Po pierwsze, powinno to rozwiać już wszelkie wątpliwości co do tego czy jest że on ciachem czy nie, po drugie zaś stanowić małą nagrodę pocieszenia dla wszystkich fanek Tottenhamu.

Zdjęcie zawdzięczamy lolli the one , ale musimy ją też obwinić za zmarnowanie poranka na desperackie i beznadziejne próby policzenia tych cudownie rzeźbionych mięśni na złoto-opalonym ciele Garetha, jak również zastanawianiu się, czy ta plaża, to nie jest przypadkiem ta sama plaża, na której spędziłyśmy kiedyś jeden cudowny dzień wagarowicza w głębokim liceum, i żałowaniu, że nie zostałyśmy na tej plaży trochę dłużej...
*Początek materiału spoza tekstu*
// Copyright (c) 2025 Dimitris Kafetzis
//
// Licensed under the MIT License.
// See LICENSE file in the project root for full license information.
//
// SPDX-License-Identifier: MIT

//! Padding and fused-activation parameters shared by windowed operations.

/// Spatial padding scheme of a windowed operation.
#[derive(Debug, Clone, Copy, PartialEq, Eq, Hash, Default, serde::Serialize, serde::Deserialize)]
#[serde(rename_all = "lowercase")]
pub enum Padding {
    /// Output extent is `ceil(input / stride)`; the input is padded as needed.
    Same,
    /// No padding; only windows entirely inside the input are produced.
    Valid,
    /// Not yet specified. Nodes carrying this value are rejected.
    #[default]
    Undefined,
}

/// Activation applied to the result of an arithmetic operation.
#[derive(Debug, Clone, Copy, PartialEq, Eq, Hash, Default, serde::Serialize, serde::Deserialize)]
#[serde(rename_all = "snake_case")]
pub enum FusedActivation {
    #[default]
    None,
    Relu,
    ReluN1To1,
    Relu6,
    Tanh,
    /// Not yet specified. Nodes carrying this value are rejected.
    Undefined,
}

impl FusedActivation {
    /// Clamp range for a real-valued output.
    ///
    /// `Tanh` is not a clamp and returns the unbounded range; callers apply it
    /// element-wise after the clamp.
    pub fn float_range(self) -> (f32, f32) {
        match self {
            FusedActivation::Relu => (0.0, f32::MAX),
            FusedActivation::ReluN1To1 => (-1.0, 1.0),
            FusedActivation::Relu6 => (0.0, 6.0),
            _ => (f32::MIN, f32::MAX),
        }
    }

    /// Applies the activation to one real value.
    #[inline]
    pub fn apply(self, v: f32) -> f32 {
        match self {
            FusedActivation::Tanh => v.tanh(),
            other => {
                let (lo, hi) = other.float_range();
                v.clamp(lo, hi)
            }
        }
    }
}

/// Computes the output extent of a windowed operation along one axis.
///
/// The effective filter extent is `(filter - 1) * dilation + 1`.
/// - `Same`: `ceil(image / stride)`
/// - `Valid`: `floor((image - effective) / stride) + 1`
///
/// Returns `None` when the stride or dilation is zero, when the padding is
/// `Undefined`, or when a valid window does not fit in the image.
pub fn compute_output_size(
    padding: Padding,
    image: usize,
    filter: usize,
    stride: usize,
    dilation: usize,
) -> Option<usize> {
    if stride == 0 || dilation == 0 || filter == 0 {
        return None;
    }
    let effective = (filter - 1) * dilation + 1;
    match padding {
        Padding::Same => Some((image + stride - 1) / stride),
        Padding::Valid => {
            if image < effective {
                None
            } else {
                Some((image - effective) / stride + 1)
            }
        }
        Padding::Undefined => None,
    }
}

/// Leading padding of one axis plus the odd remainder that goes on the
/// trailing edge.
#[derive(Debug, Clone, Copy, PartialEq, Eq, Default)]
pub struct PaddingValues {
    pub before: usize,
    pub offset: usize,
}

/// Computes the padding needed for `out` windows over `image`.
///
/// The total is split evenly; when it is odd the extra element is added
/// after the data.
pub fn compute_padding_with_offset(
    stride: usize,
    dilation: usize,
    image: usize,
    filter: usize,
    out: usize,
) -> PaddingValues {
    if out == 0 {
        return PaddingValues::default();
    }
    let effective = (filter.max(1) - 1) * dilation + 1;
    let total = ((out - 1) * stride + effective).saturating_sub(image);
    PaddingValues {
        before: total / 2,
        offset: total % 2,
    }
}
Jeśli zaś jesteśmy już w temacie żałowania, to oczywiście fanki Kogutów mogą żałować przegranej z Chelsea, ale za to fanki Chelsea mogą cieszyć się z faktu, że w obliczu przegranej Manchesteru United z Arsenalem Niebiescy tracą już tylko trzy punkty do lidera, co oznacza, że niedzielny mecz Chelsea z Man United będzie baaaardzo, baaardzo emocjonujący...

Więcej o:
Copyright © Gazeta.pl sp. z o.o.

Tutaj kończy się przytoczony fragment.